Your instructions. Using the data below, output the first line and every line after it up to and including the line containing "Restrictive CORS policy", exactly as written and with nothing added.
== Dataset ==
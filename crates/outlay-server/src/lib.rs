//! Outlay Web Server
//!
//! Axum-based REST API for the Outlay expense tracker.
//!
//! Security features:
//! - Cloudflare Access authentication (secure by default, use --no-auth for local dev)
//! - Restrictive CORS policy
//! - Input validation (field ranges, pagination limits)
//! - Sanitized error responses
//!
//! Every budget and expense row is owned by the authenticated user; the
//! handlers scope all reads and writes by that identity.

use std::sync::Arc;

use axum::{
    extract::{Request, State},
    http::{header, HeaderValue, Method, StatusCode},
    middleware::{self, Next},
    response::{IntoResponse, Response},
    routing::{get, post},
    Json, Router,
};
use serde::Serialize;
use tower_http::{
    cors::CorsLayer, services::ServeDir, set_header::SetResponseHeaderLayer, trace::TraceLayer,
};
use tracing::{error, info, warn};

use outlay_core::db::Database;

mod handlers;

/// Maximum pagination limit
pub const MAX_PAGE_LIMIT: i64 = 1000;

/// Cloudflare Access header for authenticated user email
const CF_ACCESS_USER_HEADER: &str = "cf-access-authenticated-user-email";

/// Authorization header for API key auth
const AUTHORIZATION_HEADER: &str = "authorization";

/// Server configuration
#[derive(Clone)]
pub struct ServerConfig {
    /// Whether authentication is required (secure by default)
    pub require_auth: bool,
    /// Allowed CORS origins (empty = same-origin only in production)
    pub allowed_origins: Vec<String>,
    /// API keys for internal service authentication (alternative to Cloudflare Access)
    /// Format: "Bearer <key>" in Authorization header
    pub api_keys: Vec<String>,
}

impl Default for ServerConfig {
    fn default() -> Self {
        Self {
            require_auth: true,
            allowed_origins: vec![],
            api_keys: vec![],
        }
    }
}

/// Shared application state
pub struct AppState {
    pub db: Database,
    pub config: ServerConfig,
}

/// Authentication middleware - validates Cloudflare Access headers or API keys
///
/// # Security Notes
///
/// **Cloudflare Access headers**: The `CF-Access-Authenticated-User-Email`
/// header is safe behind Cloudflare Tunnel (which strips/rewrites CF
/// headers), but can be spoofed if the server is exposed directly to the
/// internet.
///
/// **API keys**: Compared using constant-time comparison to prevent timing
/// attacks.
async fn auth_middleware(
    State(state): State<Arc<AppState>>,
    request: Request,
    next: Next,
) -> Response {
    if !state.config.require_auth {
        return next.run(request).await;
    }

    // Check for Cloudflare Access user header (trusted when behind CF Tunnel)
    let cf_user = request
        .headers()
        .get(CF_ACCESS_USER_HEADER)
        .and_then(|v| v.to_str().ok())
        .map(|s| s.trim())
        .filter(|s| !s.is_empty());

    if let Some(email) = cf_user {
        info!(user = %email, path = %request.uri().path(), "Authenticated via Cloudflare Access header");
        return next.run(request).await;
    }

    // Check for API key in Authorization header (Bearer token)
    // Uses constant-time comparison to prevent timing attacks
    let api_key_valid = request
        .headers()
        .get(AUTHORIZATION_HEADER)
        .and_then(|v| v.to_str().ok())
        .and_then(|auth| auth.strip_prefix("Bearer "))
        .map(|key| validate_api_key(key, &state.config.api_keys))
        .unwrap_or(false);

    if api_key_valid {
        info!(user = "api-key", path = %request.uri().path(), "Authenticated via API key");
        return next.run(request).await;
    }

    warn!(path = %request.uri().path(), "Unauthorized request - no valid auth");
    (
        StatusCode::UNAUTHORIZED,
        Json(serde_json::json!({
            "success": false,
            "message": "Authentication required"
        })),
    )
        .into_response()
}

/// Validate an API key against the configured keys using constant-time
/// comparison to prevent timing attacks.
fn validate_api_key(provided: &str, valid_keys: &[String]) -> bool {
    use subtle::ConstantTimeEq;

    let provided_bytes = provided.as_bytes();

    for key in valid_keys {
        let key_bytes = key.as_bytes();
        // Only compare if lengths match (constant-time for same-length keys)
        if provided_bytes.len() == key_bytes.len() && provided_bytes.ct_eq(key_bytes).into() {
            return true;
        }
    }
    false
}

/// Extract the user identity from request headers.
/// Returns the CF Access email, "api-key" for API key auth, or "local-dev"
/// for unauthenticated local development. All record ownership is keyed on
/// this value.
pub fn get_user_email(headers: &axum::http::HeaderMap) -> String {
    if let Some(email) = headers
        .get(CF_ACCESS_USER_HEADER)
        .and_then(|v| v.to_str().ok())
        .map(|s| s.trim())
        .filter(|s| !s.is_empty())
    {
        return email.to_string();
    }

    if headers
        .get(AUTHORIZATION_HEADER)
        .and_then(|v| v.to_str().ok())
        .and_then(|auth| auth.strip_prefix("Bearer "))
        .is_some()
    {
        return "api-key".to_string();
    }

    "local-dev".to_string()
}

/// Standard success envelope: `{"success": true, "data": ...}`
#[derive(Serialize)]
pub struct ApiResponse<T> {
    pub success: bool,
    pub data: T,
}

impl<T> ApiResponse<T> {
    pub fn new(data: T) -> Self {
        Self {
            success: true,
            data,
        }
    }
}

/// Success envelope for list endpoints, with the number of items returned
#[derive(Serialize)]
pub struct ListResponse<T> {
    pub success: bool,
    pub count: usize,
    pub data: Vec<T>,
}

impl<T> ListResponse<T> {
    pub fn new(data: Vec<T>) -> Self {
        Self {
            success: true,
            count: data.len(),
            data,
        }
    }
}

/// Create the application router
pub fn create_router(db: Database, static_dir: Option<&str>, config: ServerConfig) -> Router {
    let state = Arc::new(AppState {
        db,
        config: config.clone(),
    });

    let api_routes = Router::new()
        // Auth
        .route("/me", get(handlers::get_me))
        // Budgets: special routes before /:id
        .route("/budgets/status", get(handlers::get_budget_status))
        .route("/budgets/copy", post(handlers::copy_budgets))
        .route(
            "/budgets",
            get(handlers::list_budgets).post(handlers::create_budget),
        )
        .route(
            "/budgets/:id",
            axum::routing::put(handlers::update_budget).delete(handlers::delete_budget),
        )
        // Expenses: stats route before /:id
        .route("/expenses/stats", get(handlers::get_expense_stats))
        .route(
            "/expenses",
            get(handlers::list_expenses).post(handlers::create_expense),
        )
        .route(
            "/expenses/:id",
            get(handlers::get_expense)
                .put(handlers::update_expense)
                .delete(handlers::delete_expense),
        );

    // Build CORS layer
    let cors = if config.allowed_origins.is_empty() {
        // Restrictive default: only allow same-origin
        CorsLayer::new()
            .allow_methods([
                Method::GET,
                Method::POST,
                Method::PUT,
                Method::DELETE,
                Method::OPTIONS,
            ])
            .allow_headers([header::CONTENT_TYPE, header::AUTHORIZATION])
    } else {
        // Allow specified origins
        let origins: Vec<HeaderValue> = config
            .allowed_origins
            .iter()
            .filter_map(|o| o.parse().ok())
            .collect();
        CorsLayer::new()
            .allow_origin(origins)
            .allow_methods([
                Method::GET,
                Method::POST,
                Method::PUT,
                Method::DELETE,
                Method::OPTIONS,
            ])
            .allow_headers([header::CONTENT_TYPE, header::AUTHORIZATION])
    };

    // Security headers
    // CSP: restrict scripts to same-origin, allow inline styles, allow blob: for images
    let csp_value = HeaderValue::from_static(
        "default-src 'self'; script-src 'self'; style-src 'self' 'unsafe-inline'; img-src 'self' blob: data:; font-src 'self'; connect-src 'self'; frame-ancestors 'none'",
    );

    let mut app = Router::new()
        .nest("/api", api_routes)
        .layer(middleware::from_fn_with_state(
            state.clone(),
            auth_middleware,
        ))
        .with_state(state)
        .layer(TraceLayer::new_for_http())
        .layer(cors)
        // Security headers
        .layer(SetResponseHeaderLayer::overriding(
            header::X_CONTENT_TYPE_OPTIONS,
            HeaderValue::from_static("nosniff"),
        ))
        .layer(SetResponseHeaderLayer::overriding(
            header::X_FRAME_OPTIONS,
            HeaderValue::from_static("DENY"),
        ))
        .layer(SetResponseHeaderLayer::overriding(
            header::CONTENT_SECURITY_POLICY,
            csp_value,
        ));

    // Serve static files if directory provided
    if let Some(dir) = static_dir {
        app = app.fallback_service(ServeDir::new(dir));
    }

    app
}

/// Start the server
pub async fn serve(
    db: Database,
    host: &str,
    port: u16,
    static_dir: Option<&str>,
) -> anyhow::Result<()> {
    serve_with_config(db, host, port, static_dir, ServerConfig::default()).await
}

/// Start the server with custom configuration
pub async fn serve_with_config(
    db: Database,
    host: &str,
    port: u16,
    static_dir: Option<&str>,
    config: ServerConfig,
) -> anyhow::Result<()> {
    if !config.require_auth {
        warn!("⚠️  Authentication disabled - do not expose to network!");
    }

    let app = create_router(db, static_dir, config);
    let addr = format!("{}:{}", host, port);

    info!("Starting server at http://{}", addr);

    let listener = tokio::net::TcpListener::bind(&addr).await?;
    axum::serve(listener, app).await?;

    Ok(())
}

// ============================================================================
// Error Handling
// ============================================================================

/// Application error type with proper HTTP status codes
pub struct AppError {
    status: StatusCode,
    message: String,
    internal: Option<anyhow::Error>,
}

impl AppError {
    pub fn bad_request(msg: &str) -> Self {
        Self {
            status: StatusCode::BAD_REQUEST,
            message: msg.to_string(),
            internal: None,
        }
    }

    pub fn not_found(msg: &str) -> Self {
        Self {
            status: StatusCode::NOT_FOUND,
            message: msg.to_string(),
            internal: None,
        }
    }

    pub fn internal(msg: &str) -> Self {
        Self {
            status: StatusCode::INTERNAL_SERVER_ERROR,
            message: msg.to_string(),
            internal: None,
        }
    }

    pub fn conflict(msg: &str) -> Self {
        Self {
            status: StatusCode::CONFLICT,
            message: msg.to_string(),
            internal: None,
        }
    }
}

impl IntoResponse for AppError {
    fn into_response(self) -> Response {
        // Log the full internal error if present
        if let Some(err) = &self.internal {
            error!(error = %err, "Internal error");
        }

        let body = Json(serde_json::json!({
            "success": false,
            "message": self.message
        }));

        (self.status, body).into_response()
    }
}

impl<E> From<E> for AppError
where
    E: Into<anyhow::Error>,
{
    fn from(err: E) -> Self {
        let err = err.into();
        Self {
            status: StatusCode::INTERNAL_SERVER_ERROR,
            // Return generic message to client
            message: "An internal error occurred".to_string(),
            // Keep full error for logging
            internal: Some(err),
        }
    }
}
//! CLI argument definitions using clap
//!
//! This module contains all the clap structs and enums for parsing CLI
//! arguments. The actual command implementations are in the `commands`
//! module.

use std::path::PathBuf;

use clap::{Parser, Subcommand};

/// Outlay - Track expenses and keep budgets honest
#[derive(Parser)]
#[command(name = "outlay")]
#[command(about = "Self-hosted expense and budget tracker", long_about = None)]
#[command(version)]
pub struct Cli {
    /// Database path
    #[arg(long, default_value = "outlay.db", global = true)]
    pub db: PathBuf,

    /// Enable verbose logging
    #[arg(short, long, global = true)]
    pub verbose: bool,

    /// Disable database encryption (not recommended for production)
    ///
    /// By default, the database is encrypted using SQLCipher.
    /// Set OUTLAY_DB_KEY environment variable with your passphrase.
    /// Use --no-encrypt only for development or testing.
    #[arg(long, global = true)]
    pub no_encrypt: bool,

    /// User whose records the local commands operate on
    ///
    /// The web API derives this from authentication headers; local commands
    /// default to the identity unauthenticated server requests are filed
    /// under.
    #[arg(long, default_value = "local-dev", global = true)]
    pub user: String,

    #[command(subcommand)]
    pub command: Commands,
}

#[derive(Subcommand)]
pub enum Commands {
    /// Initialize the database
    Init,

    /// Start the web server
    Serve {
        /// Port to listen on
        #[arg(short, long, default_value = "3000")]
        port: u16,

        /// Host to bind to
        #[arg(long, default_value = "127.0.0.1")]
        host: String,

        /// Disable authentication (for local development only)
        ///
        /// WARNING: Do not use this flag when exposing the server to a
        /// network. By default, the server requires Cloudflare Access
        /// authentication headers or an API key.
        #[arg(long)]
        no_auth: bool,

        /// Directory containing static files to serve (e.g., ui/dist)
        #[arg(long)]
        static_dir: Option<PathBuf>,
    },

    /// Show database status (encryption, size, record counts)
    Status,

    /// Show budget status for a month (defaults to the current month)
    Budgets {
        /// Month (1-12)
        #[arg(short, long)]
        month: Option<u32>,

        /// Year
        #[arg(short, long)]
        year: Option<i32>,
    },

    /// List the most recent expenses
    Expenses {
        /// Number of expenses to show
        #[arg(short, long, default_value = "20")]
        limit: i64,
    },

    /// Show spending statistics for a month
    Stats {
        /// Month (1-12)
        #[arg(short, long)]
        month: Option<u32>,

        /// Year
        #[arg(short, long)]
        year: Option<i32>,
    },
}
===
Finished task.
filename crates/outlay-server/src/lib.rs
//! Outlay Web Server
//!
//! Axum-based REST API for the Outlay expense tracker.
//!
//! Security features:
//! - Cloudflare Access authentication (secure by default, use --no-auth for local dev)
//! - Restrictive CORS policy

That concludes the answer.